Je suis de ceux qui croient que la Gauche et la Droite sont toutes deux nécessaires. La Droite défend l’ancrage dans le réel, mais risque de se contenter de gérer ce réel en perdant de vue l’idéal. La Gauche défend l’idéal, mais oublie facilement le réel et pire, le sacrifie à l’idéal. La Droite défend la nécessité d’un cadre, la Gauche défend ceux qui ne rentrent pas vraiment dans ce cadre. Et si la Droite risque d’oublier de distinguer, parmi ceux qui sont hors du cadre, entre ce qui est simplement étonnant ou déstabilisant et ce qui est véritablement mauvais, la Gauche fait souvent exactement la même erreur, tolérant les pires horreurs pourvu qu’elles semblent exotiques, modernes, hors du cadre. Toujours, l’une est l’équilibre nécessaire et le garde-fou vigilant de l’autre, et plus que leur complémentarité c’est leur affrontement qui permet la dynamique de la démocratie.
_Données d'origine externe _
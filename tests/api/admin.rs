use uuid::Uuid;
use wiremock::matchers::{any, method, query_param};
use wiremock::{Mock, ResponseTemplate};

use crate::helpers::{TestApp, CLIENT_ID, LIST_ID};

const OTHER_LIST_ID: &str = "33333333333333333333333333333333";

#[tokio::test]
async fn deleting_a_client_clears_campaign_monitor_memberships_first() {
    let test_app = TestApp::spawn_app().await;
    let client = test_app.seed_client(CLIENT_ID).await;
    let list = test_app.seed_list(&client, LIST_ID).await;
    let other = test_app.seed_list(&client, OTHER_LIST_ID).await;
    test_app.seed_subscriber("alice@example.com", &[&list]).await;
    test_app.seed_subscriber("bob@example.com", &[&list]).await;
    test_app.seed_subscriber("carol@example.com", &[&other]).await;
    test_app.seed_subscriber("dave@example.com", &[&other]).await;
    test_app.expect_removals(LIST_ID, 2).await;
    test_app.expect_removals(OTHER_LIST_ID, 2).await;

    let response = test_app
        .admin_delete(&format!("clients/{}", CLIENT_ID))
        .await;

    assert_eq!(200, response.status().as_u16());
    assert!(test_app.store.clients().is_empty());
    assert!(test_app.store.lists().is_empty());
    assert!(test_app.store.subscribers().is_empty());
}

#[tokio::test]
async fn deleting_a_list_keeps_subscribers_locally() {
    let test_app = TestApp::spawn_app().await;
    let client = test_app.seed_client(CLIENT_ID).await;
    let list = test_app.seed_list(&client, LIST_ID).await;
    test_app.seed_subscriber("alice@example.com", &[&list]).await;
    test_app.expect_removals(LIST_ID, 1).await;

    let response = test_app.admin_delete(&format!("lists/{}", list.id)).await;

    assert_eq!(200, response.status().as_u16());
    assert!(test_app.store.lists().is_empty());
    assert_eq!(test_app.store.subscribers().len(), 1);
}

#[tokio::test]
async fn deleting_an_unknown_list_returns_404() {
    let test_app = TestApp::spawn_app().await;

    Mock::given(any())
        .respond_with(ResponseTemplate::new(200))
        .expect(0)
        .mount(&test_app.campaign_monitor)
        .await;

    let response = test_app
        .admin_delete(&format!("lists/{}", Uuid::new_v4()))
        .await;

    assert_eq!(404, response.status().as_u16());
}

#[tokio::test]
async fn purging_a_list_deletes_its_subscribers_only() {
    let test_app = TestApp::spawn_app().await;
    let client = test_app.seed_client(CLIENT_ID).await;
    let list = test_app.seed_list(&client, LIST_ID).await;
    test_app.seed_subscriber("alice@example.com", &[&list]).await;
    test_app.seed_subscriber("bob@example.com", &[&list]).await;
    test_app.expect_removals(LIST_ID, 2).await;

    let response = test_app.admin_post(&format!("lists/{}/purge", list.id)).await;

    assert_eq!(200, response.status().as_u16());
    assert_eq!(test_app.store.lists().len(), 1);
    assert!(test_app.store.subscribers().is_empty());
}

#[tokio::test]
async fn replacing_list_subscribers_syncs_only_the_changes() {
    let test_app = TestApp::spawn_app().await;
    let client = test_app.seed_client(CLIENT_ID).await;
    let list = test_app.seed_list(&client, LIST_ID).await;
    let other = test_app.seed_list(&client, OTHER_LIST_ID).await;
    let kept = test_app.seed_subscriber("kept@example.com", &[&list]).await;
    let dropped = test_app
        .seed_subscriber("dropped@example.com", &[&list, &other])
        .await;
    let added = test_app.seed_subscriber("added@example.com", &[]).await;
    test_app.expect_imports(LIST_ID, 1).await;
    Mock::given(method("DELETE"))
        .and(query_param("email", "dropped@example.com"))
        .respond_with(ResponseTemplate::new(200))
        .expect(1)
        .mount(&test_app.campaign_monitor)
        .await;

    let response = test_app
        .admin_put(
            &format!("lists/{}/subscribers", list.id),
            serde_json::json!({ "subscribers": [kept.id, added.id] }),
        )
        .await;

    assert_eq!(200, response.status().as_u16());
    let diff: serde_json::Value = response.json().await.unwrap();
    assert_eq!(diff["to_subscribe"], serde_json::json!([added.id]));
    assert_eq!(diff["to_unsubscribe"], serde_json::json!([dropped.id]));
}

#[tokio::test]
async fn emptying_the_lists_of_a_subscriber_deletes_it() {
    let test_app = TestApp::spawn_app().await;
    let client = test_app.seed_client(CLIENT_ID).await;
    let list = test_app.seed_list(&client, LIST_ID).await;
    let alice = test_app.seed_subscriber("alice@example.com", &[&list]).await;
    test_app.expect_removals(LIST_ID, 1).await;

    let response = test_app
        .admin_put(
            &format!("subscribers/{}/lists", alice.id),
            serde_json::json!({ "lists": [] }),
        )
        .await;

    assert_eq!(200, response.status().as_u16());
    assert!(test_app.store.subscribers().is_empty());
}

#[tokio::test]
async fn deleting_a_subscriber_leaves_every_list_upstream() {
    let test_app = TestApp::spawn_app().await;
    let client = test_app.seed_client(CLIENT_ID).await;
    let list = test_app.seed_list(&client, LIST_ID).await;
    let other = test_app.seed_list(&client, OTHER_LIST_ID).await;
    let alice = test_app
        .seed_subscriber("alice@example.com", &[&list, &other])
        .await;
    test_app.expect_removals(LIST_ID, 1).await;
    test_app.expect_removals(OTHER_LIST_ID, 1).await;

    let response = test_app
        .admin_delete(&format!("subscribers/{}", alice.id))
        .await;

    assert_eq!(200, response.status().as_u16());
    assert!(test_app.store.subscribers().is_empty());
    assert_eq!(test_app.store.lists().len(), 2);
}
Hélas ! La Gauche tend à se prendre pour le Bien, et à croire que tout ce qui est mal ne peut être que de Droite, soit venir de la Droite, soit dériver vers la Droite. C’est la raison pour laquelle je suis très probablement de Droite : j’attends encore de rencontrer quelqu’un de Gauche qui affirme que la Gauche a besoin de la Droite….
Aveugle à ses torts
Et cette posture plus moralisatrice que morale rend la Gauche aveugle à ses torts. Même la Gauche authentiquement républicaine a bien du mal à admettre ses responsabilités face aux démons qu’elle a créés. On critique le déni des musulmans qui répètent comme un mantra « cépaçalislam » au lieu de combattre la part d’ombre de l’islam : le déni des hommes et des femmes de gauche est au moins aussi profond. C’est pourtant la Gauche qui a produit notamment le « wokisme » et ses émanations indigénistes et racialistes.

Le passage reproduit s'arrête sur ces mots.